Although key enzymes involved in these gene recombination processes have been identified through decades of work, relatively little is known about the timing and kinetics of gene recombination or the dynamics of the relevant gene segments. Live cell imaging of gene segments using transgene method shows complex dynamics that suggest interesting loci searching mechanisms (82), but no recombination events was direct imaged possibly due to uncontrolled transgene insertion site. CRISPR imaging can follow the recombination process to reveal how the loci accurately find their respective joining segments, and the duration and kinetics of the recombination. CRISPR imaging might be particularly suited here given the repetitive sequences endogenously present in these systems.

Recent studies demonstrate genome rearrangement and recombination are influenced by the genome spatial organization. For example, chromosomal translocations preferentially happen between neighboring chromosomes (121). Human immunodeficiency virus (HIV) preferentially targets the part of the genome close to the nuclear envelope for integration and lead to sequence hotspots during HIV infection (92). This discovery gives new insight on how our genomes evolve as virus genomes are integrated into ours through millions of years’ evolution. The bias created by the genome spatial organization might be responsible for other processes of genome rearrangements such as in transposons through the course of evolution (52). These possibilities highlight a great need to acquire spatial information of specific DNA sequences in live cells and CRISPR imaging can provide such information in the context of 3D genome.

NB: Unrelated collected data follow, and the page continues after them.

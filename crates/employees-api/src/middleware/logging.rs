//! Request/response logging middleware.

use std::time::Instant;

use axum::extract::Request;
use axum::middleware::Next;
use axum::response::Response;
use tracing::info;

/// Logs request method, path, status, and duration.
pub async fn request_logging(request: Request, next: Next) -> Response {
    let method = request.method().clone();
    let path = request.uri().path().to_owned();
    let start = Instant::now();

    let response = next.run(request).await;

    info!(
        method = %method,
        path = %path,
        status = response.status().as_u16(),
        duration_ms = start.elapsed().as_millis() as u64,
        "HTTP request"
    );

    response
}
//! Integration tests for the health probe.

mod helpers;

use http::StatusCode;

#[tokio::test]
async fn test_health_reports_ok_and_version() {
    let app = helpers::TestApp::new();

    let response = app.request("GET", "/api/health", None).await;

    assert_eq!(response.status, StatusCode::OK);
    assert_eq!(response.body["status"], "ok");
    assert!(response.body["version"].is_string());
    assert!(app.upstream.calls().is_empty());
}

#[tokio::test]
async fn test_unknown_route_is_not_found() {
    let app = helpers::TestApp::new();

    let response = app.request("GET", "/api/v2/employee", None).await;

    assert_eq!(response.status, StatusCode::NOT_FOUND);
}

Conclusions and future development of CRISPR imaging technology

Chromatin structures and dynamics are increasingly recognized as important in diverse cellular functions. Emerging techniques of chromatin imaging show the promise to bridge the long-standing gap between sequencing studies that give genomic information and imaging studies that provide spatial and temporal information. Although technical challenges need to be overcome, the potential of CRISPR imaging will help solve many genome and chromatin mysteries through direct live-cell imaging. With its unprecedented flexibility and precision in genomic sequence targets, we believe the best is yet to come.

Future research directions to improve the technology will include further optimizing sgRNA scaffold which is crucial for the targeting efficiency through its binding affinity for Cas9. More well designed experiments using CRISPR imaging as readout are required to explore the target sequence features that determine the sgRNA activity. To achieve full potential of this technology for labeling single copy genes, development of new sgRNA delivery systems will be a critical area of future research. Additional studies will be also required to optimize the signal-to-background ratio, possibly by further amplifying the CRISPR signal. Alternatively, using cutting-edge microscopy with high sensitivity of signal detection will greatly assist the imaging efficiency. Direct engineering of the Cas9 proteins from different bacterial species should offer a path toward PAM independence, and generating even more efficient Cas9 proteins. These achievements will allow developing more efficient multicolor CRISPR imaging method for simultaneously tracking many loci in one cell. Finally, CRISPR imaging method should be also applied in living organism, which will truly unravel the function of genome spatial-temporal organization. Together, all these technologies promise to expand our ability to uncover the mystery of the dynamics of complex genome organization.